Years ago, Spring City’s WPA project sidewalks were in disrepair and the residents did not want
assessments in order to replace them. In my opinion, this decision helped maintain the unique country ambience leading to the listing on The National Historic Registry. Many years ago I was informed by an authority on historical preservation that cement sidewalks leading to homes listed on the National Historic Registry are not consistent with the National Historic Registry guidelines.
With Spring City being only one of two cities in the nation so designated, would the construction of cement sidewalks affect this designation? Such a removal would certainly lead to economic losses in the form of disqualification for potential restoration grants as well as losing the cache of being such a unique community and perhaps lowering property values.
On a personal note, the design of this sidewalk impedes automobile and farm machinery access to my garage and fields as the sidewalk is being built/planned going on the uphill east side of the road. My neighbor stated they would be facing the same challenge accessing their field with farm machinery.

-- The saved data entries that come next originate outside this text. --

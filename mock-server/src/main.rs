use tokio::net::TcpListener;
use tracing_subscriber::EnvFilter;

#[tokio::main]
async fn main() -> Result<(), std::io::Error> {
    tracing_subscriber::fmt()
        .with_env_filter(EnvFilter::try_from_default_env().unwrap_or_else(|_| EnvFilter::new("info")))
        .init();

    let port = std::env::var("PORT").unwrap_or_else(|_| "3000".to_string());
    let token = std::env::var("MOCK_API_TOKEN").unwrap_or_else(|_| mock_server::DEFAULT_TOKEN.to_string());
    let addr = format!("127.0.0.1:{port}");
    let listener = TcpListener::bind(&addr).await?;
    tracing::info!(%addr, "mock sweets API listening");
    mock_server::serve(listener, mock_server::Shop::seeded(&token)).await
}
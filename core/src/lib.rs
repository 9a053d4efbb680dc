//! API client core and view model for the sweet shop storefront.
//!
//! # Overview
//! Builds `HttpRequest` values and parses `HttpResponse` values without
//! touching the network (host-does-IO pattern). The `Storefront` view sits
//! on top of the client and turns completed round trips into list state, an
//! inline error, or a purchase notification.
//!
//! # Design
//! - `SweetsClient` holds only `base_url` and the bearer `Credential`; the
//!   credential can be rotated between requests.
//! - Each operation is split into `build_*` (produces request) and
//!   `parse_*` (consumes response), so the I/O boundary is explicit.
//! - Responses are decoded strictly into typed DTOs; a malformed payload is
//!   an `ApiError::Decode`, never a partially rendered page.
//! - Pending requests carry tickets so stale completions are dropped.

pub mod auth;
pub mod client;
pub mod error;
pub mod http;
pub mod render;
pub mod types;
pub mod view;

pub use auth::Credential;
pub use client::SweetsClient;
pub use error::{ApiError, TransportError};
pub use http::{HttpMethod, HttpRequest, HttpResponse};
pub use render::{Card, Page};
pub use types::{AccessToken, LoginRequest, Sweet};
pub use view::{
    ListPhase, LoadResult, LoadTicket, Outcome, PendingLoad, PendingPurchase, PurchaseResult,
    PurchaseTicket, Storefront,
};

Near our property an old irrigation ditch was leveled, trees roots are exposed and the trees are clearly dying. The town lost enough trees when the irrigation ditches were covered, depriving the trees lining the lanes of water.
Not every town can have a college or a financial district. Not every town should be pro-growth. Not every town has the same mandate.
We should care take Spring City’s rustic heritage passing it as much as possible to future generations where it can serve as a model of a unique rural Utah community.